→ **THE PROBLEM**
Print the whole listing, character for character.

→ **INPUT RECORDS**
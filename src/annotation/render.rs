//! Stateless shape renderer.
//!
//! Vector shapes go through tiny-skia, text through [`TextRasterizer`], and Mosaic shapes
//! through [`crate::mosaic`] against whatever has been drawn so far.

use image::{Rgba, RgbaImage};
use tiny_skia::{
    ColorU8, FillRule, IntSize, LineCap, LineJoin, Paint, PathBuilder, Pixmap, Stroke, Transform,
};
use tracing::debug;

use super::shape::{AnnotationShape, ImagePoint, ShapeKind, TEXT_PADDING};
use crate::error::PixelBufferError;
use crate::font::TextRasterizer;
use crate::mosaic;
use crate::pixel_buffer::PixelBuffer;

/// Cubic bezier control distance for a quarter ellipse.
const BEZIER_K: f32 = 0.552_284_8;

/// Draw `shapes` in order over a copy of `base`. The output has the base's size and channel
/// order.
pub fn render(
    base: &PixelBuffer,
    shapes: &[&AnnotationShape],
    font: Option<&TextRasterizer>,
    mosaic_block: u32,
) -> Result<PixelBuffer, PixelBufferError> {
    let mut img = base.to_rgba_image();

    for run in shapes.chunk_by(|a, b| is_vector(a) == is_vector(b)) {
        if is_vector(run[0]) {
            with_pixmap(&mut img, |pixmap| {
                for shape in run {
                    draw_vector(pixmap, shape);
                }
            });
            continue;
        }
        for shape in run {
            match shape.kind {
                ShapeKind::Mosaic => {
                    let mut buf = PixelBuffer::from_rgba_image(img)?;
                    mosaic::apply_in_place(&mut buf, shape.pixel_bounds(), mosaic_block);
                    img = buf.to_rgba_image();
                }
                ShapeKind::Text => draw_text(&mut img, shape, font),
                _ => {}
            }
        }
    }

    Ok(PixelBuffer::from_rgba_image(img)?.to_order(base.channel_order()))
}

fn is_vector(shape: &AnnotationShape) -> bool {
    !matches!(shape.kind, ShapeKind::Mosaic | ShapeKind::Text)
}

/// Premultiply into a Pixmap, draw, and copy back.
fn with_pixmap(img: &mut RgbaImage, f: impl FnOnce(&mut Pixmap)) {
    let Some(size) = IntSize::from_wh(img.width(), img.height()) else {
        return;
    };
    let mut data = Vec::with_capacity(img.as_raw().len());
    for p in img.pixels() {
        let c = ColorU8::from_rgba(p[0], p[1], p[2], p[3]).premultiply();
        data.extend_from_slice(&[c.red(), c.green(), c.blue(), c.alpha()]);
    }
    let Some(mut pixmap) = Pixmap::from_vec(data, size) else {
        return;
    };

    f(&mut pixmap);

    for (dst, src) in img.pixels_mut().zip(pixmap.pixels()) {
        let c = src.demultiply();
        *dst = Rgba([c.red(), c.green(), c.blue(), c.alpha()]);
    }
}

fn paint_for(shape: &AnnotationShape) -> Paint<'static> {
    let c = shape.stroke_color.with_opacity(shape.opacity);
    let mut paint = Paint::default();
    paint.set_color_rgba8(c.r, c.g, c.b, c.a);
    paint.anti_alias = true;
    paint
}

fn stroke_for(shape: &AnnotationShape) -> Stroke {
    Stroke {
        width: shape.stroke_thickness.max(0.5),
        line_cap: LineCap::Round,
        line_join: LineJoin::Round,
        ..Default::default()
    }
}

fn build_ellipse_path(cx: f32, cy: f32, rx: f32, ry: f32) -> Option<tiny_skia::Path> {
    let kx = rx * BEZIER_K;
    let ky = ry * BEZIER_K;

    let mut pb = PathBuilder::new();
    pb.move_to(cx, cy - ry);
    pb.cubic_to(cx + kx, cy - ry, cx + rx, cy - ky, cx + rx, cy);
    pb.cubic_to(cx + rx, cy + ky, cx + kx, cy + ry, cx, cy + ry);
    pb.cubic_to(cx - kx, cy + ry, cx - rx, cy + ky, cx - rx, cy);
    pb.cubic_to(cx - rx, cy - ky, cx - kx, cy - ry, cx, cy - ry);
    pb.close();
    pb.finish()
}

fn build_polyline(points: &[ImagePoint]) -> Option<tiny_skia::Path> {
    let (first, rest) = points.split_first()?;
    let mut pb = PathBuilder::new();
    pb.move_to(first.x, first.y);
    for p in rest {
        pb.line_to(p.x, p.y);
    }
    pb.finish()
}

fn draw_vector(pixmap: &mut Pixmap, shape: &AnnotationShape) {
    let paint = paint_for(shape);
    let stroke = stroke_for(shape);
    let identity = Transform::identity();
    let (x, y, w, h) = shape.bounds();

    match shape.kind {
        ShapeKind::Rectangle => {
            let Some(rect) = tiny_skia::Rect::from_xywh(x, y, w, h) else {
                return;
            };
            let path = PathBuilder::from_rect(rect);
            if shape.filled {
                pixmap.fill_path(&path, &paint, FillRule::Winding, identity, None);
            } else {
                pixmap.stroke_path(&path, &paint, &stroke, identity, None);
            }
        }
        ShapeKind::Ellipse => {
            let Some(path) = build_ellipse_path(x + w / 2.0, y + h / 2.0, w / 2.0, h / 2.0) else {
                return;
            };
            if shape.filled {
                pixmap.fill_path(&path, &paint, FillRule::Winding, identity, None);
            } else {
                pixmap.stroke_path(&path, &paint, &stroke, identity, None);
            }
        }
        ShapeKind::Line | ShapeKind::Arrow => {
            if let Some(path) = build_polyline(&[shape.start, shape.end]) {
                pixmap.stroke_path(&path, &paint, &stroke, identity, None);
            }
            if shape.kind == ShapeKind::Arrow {
                let [a, b] = shape.arrow_head();
                let mut pb = PathBuilder::new();
                pb.move_to(shape.end.x, shape.end.y);
                pb.line_to(a.x, a.y);
                pb.line_to(b.x, b.y);
                pb.close();
                if let Some(head) = pb.finish() {
                    pixmap.fill_path(&head, &paint, FillRule::Winding, identity, None);
                }
            }
        }
        ShapeKind::FreeDraw | ShapeKind::Highlighter => {
            if let [only] = shape.points.as_slice() {
                // A click without movement leaves a dot.
                if let Some(dot) = PathBuilder::from_circle(only.x, only.y, stroke.width / 2.0) {
                    pixmap.fill_path(&dot, &paint, FillRule::Winding, identity, None);
                }
            } else if let Some(path) = build_polyline(&shape.points) {
                pixmap.stroke_path(&path, &paint, &stroke, identity, None);
            }
        }
        ShapeKind::Text | ShapeKind::Mosaic => {}
    }
}

fn draw_text(img: &mut RgbaImage, shape: &AnnotationShape, font: Option<&TextRasterizer>) {
    if shape.text.trim().is_empty() {
        return;
    }
    let Some(font) = font else {
        debug!("No font loaded, skipping text annotation");
        return;
    };
    let color = shape.stroke_color.with_opacity(shape.opacity);
    font.draw(
        img,
        shape.start.x + TEXT_PADDING.0,
        shape.start.y + TEXT_PADDING.1,
        &shape.text,
        color.to_array(),
        shape.font_size,
    );
}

→ **RESULT**
filename src/annotation/render.rs
//! Stateless shape renderer.
//!
//! Vector shapes go through tiny-skia, text through [`TextRasterizer`], and Mosaic shapes
//! through [`crate::mosaic`] against whatever has been drawn so far.

use image::{Rgba, RgbaImage};
use tiny_skia::{
    ColorU8, FillRule, IntSize, LineCap, LineJoin, Paint, PathBuilder, Pixmap, Stroke, Transform,
};
use tracing::debug;

use super::shape::{AnnotationShape, ImagePoint, ShapeKind, TEXT_PADDING};
use crate::error::PixelBufferError;
use crate::font::TextRasterizer;
use crate::mosaic;
use crate::pixel_buffer::PixelBuffer;

/// Cubic bezier control distance for a quarter ellipse.
const BEZIER_K: f32 = 0.552_284_8;

/// Draw `shapes` in order over a copy of `base`. The output has the base's size and channel
/// order.
pub fn render(
    base: &PixelBuffer,
    shapes: &[&AnnotationShape],
    font: Option<&TextRasterizer>,
    mosaic_block: u32,
) -> Result<PixelBuffer, PixelBufferError> {
    let mut img = base.to_rgba_image();

    for run in shapes.chunk_by(|a, b| is_vector(a) == is_vector(b)) {
        if is_vector(run[0]) {
            with_pixmap(&mut img, |pixmap| {
                for shape in run {
                    draw_vector(pixmap, shape);
                }
            });
            continue;
        }
        for shape in run {
            match shape.kind {
                ShapeKind::Mosaic => {
                    let mut buf = PixelBuffer::from_rgba_image(img)?;
                    mosaic::apply_in_place(&mut buf, shape.pixel_bounds(), mosaic_block);
                    img = buf.to_rgba_image();
                }
                ShapeKind::Text => draw_text(&mut img, shape, font),
                _ => {}
            }
        }
    }

    Ok(PixelBuffer::from_rgba_image(img)?.to_order(base.channel_order()))
}

fn is_vector(shape: &AnnotationShape) -> bool {
    !matches!(shape.kind, ShapeKind::Mosaic | ShapeKind::Text)
}

/// Premultiply into a Pixmap, draw, and copy back.
fn with_pixmap(img: &mut RgbaImage, f: impl FnOnce(&mut Pixmap)) {
    let Some(size) = IntSize::from_wh(img.width(), img.height()) else {
        return;
    };
    let mut data = Vec::with_capacity(img.as_raw().len());
    for p in img.pixels() {
        let c = ColorU8::from_rgba(p[0], p[1], p[2], p[3]).premultiply();
        data.extend_from_slice(&[c.red(), c.green(), c.blue(), c.alpha()]);
    }
    let Some(mut pixmap) = Pixmap::from_vec(data, size) else {
        return;
    };

    f(&mut pixmap);

    for (dst, src) in img.pixels_mut().zip(pixmap.pixels()) {
        let c = src.demultiply();
        *dst = Rgba([c.red(), c.green(), c.blue(), c.alpha()]);
    }
}

fn paint_for(shape: &AnnotationShape) -> Paint<'static> {
    let c = shape.stroke_color.with_opacity(shape.opacity);
    let mut paint = Paint::default();
    paint.set_color_rgba8(c.r, c.g, c.b, c.a);
    paint.anti_alias = true;
    paint
}

fn stroke_for(shape: &AnnotationShape) -> Stroke {
    Stroke {
        width: shape.stroke_thickness.max(0.5),
        line_cap: LineCap::Round,
        line_join: LineJoin::Round,
        ..Default::default()
    }
}

fn build_ellipse_path(cx: f32, cy: f32, rx: f32, ry: f32) -> Option<tiny_skia::Path> {
    let kx = rx * BEZIER_K;
    let ky = ry * BEZIER_K;

    let mut pb = PathBuilder::new();
    pb.move_to(cx, cy - ry);
    pb.cubic_to(cx + kx, cy - ry, cx + rx, cy - ky, cx + rx, cy);
    pb.cubic_to(cx + rx, cy + ky, cx + kx, cy + ry, cx, cy + ry);
    pb.cubic_to(cx - kx, cy + ry, cx - rx, cy + ky, cx - rx, cy);
    pb.cubic_to(cx - rx, cy - ky, cx - kx, cy - ry, cx, cy - ry);
    pb.close();
    pb.finish()
}

fn build_polyline(points: &[ImagePoint]) -> Option<tiny_skia::Path> {
    let (first, rest) = points.split_first()?;
    let mut pb = PathBuilder::new();
    pb.move_to(first.x, first.y);
    for p in rest {
        pb.line_to(p.x, p.y);
    }
    pb.finish()
}

fn draw_vector(pixmap: &mut Pixmap, shape: &AnnotationShape) {
    let paint = paint_for(shape);
    let stroke = stroke_for(shape);
    let identity = Transform::identity();
    let (x, y, w, h) = shape.bounds();

    match shape.kind {
        ShapeKind::Rectangle => {
            let Some(rect) = tiny_skia::Rect::from_xywh(x, y, w, h) else {
                return;
            };
            let path = PathBuilder::from_rect(rect);
            if shape.filled {
                pixmap.fill_path(&path, &paint, FillRule::Winding, identity, None);
            } else {
                pixmap.stroke_path(&path, &paint, &stroke, identity, None);
            }
        }
        ShapeKind::Ellipse => {
            let Some(path) = build_ellipse_path(x + w / 2.0, y + h / 2.0, w / 2.0, h / 2.0) else {
                return;
            };
            if shape.filled {
                pixmap.fill_path(&path, &paint, FillRule::Winding, identity, None);
            } else {
                pixmap.stroke_path(&path, &paint, &stroke, identity, None);
            }
        }
        ShapeKind::Line | ShapeKind::Arrow => {
            if let Some(path) = build_polyline(&[shape.start, shape.end]) {
                pixmap.stroke_path(&path, &paint, &stroke, identity, None);
            }
            if shape.kind == ShapeKind::Arrow {
                let [a, b] = shape.arrow_head();
                let mut pb = PathBuilder::new();
                pb.move_to(shape.end.x, shape.end.y);
                pb.line_to(a.x, a.y);
                pb.line_to(b.x, b.y);
                pb.close();
                if let Some(head) = pb.finish() {
                    pixmap.fill_path(&head, &paint, FillRule::Winding, identity, None);
                }
            }
        }
        ShapeKind::FreeDraw | ShapeKind::Highlighter => {
            if let [only] = shape.points.as_slice() {
                // A click without movement leaves a dot.
                if let Some(dot) = PathBuilder::from_circle(only.x, only.y, stroke.width / 2.0) {
                    pixmap.fill_path(&dot, &paint, FillRule::Winding, identity, None);
                }
            } else if let Some(path) = build_polyline(&shape.points) {
                pixmap.stroke_path(&path, &paint, &stroke, identity, None);
            }
        }
        ShapeKind::Text | ShapeKind::Mosaic => {}
    }
}

fn draw_text(img: &mut RgbaImage, shape: &AnnotationShape, font: Option<&TextRasterizer>) {
    if shape.text.trim().is_empty() {
        return;
    }
    let Some(font) = font else {
        debug!("No font loaded, skipping text annotation");
        return;
    };
    let color = shape.stroke_color.with_opacity(shape.opacity);
    font.draw(
        img,
        shape.start.x + TEXT_PADDING.0,
        shape.start.y + TEXT_PADDING.1,
        &shape.text,
        color.to_array(),
        shape.font_size,
    );
}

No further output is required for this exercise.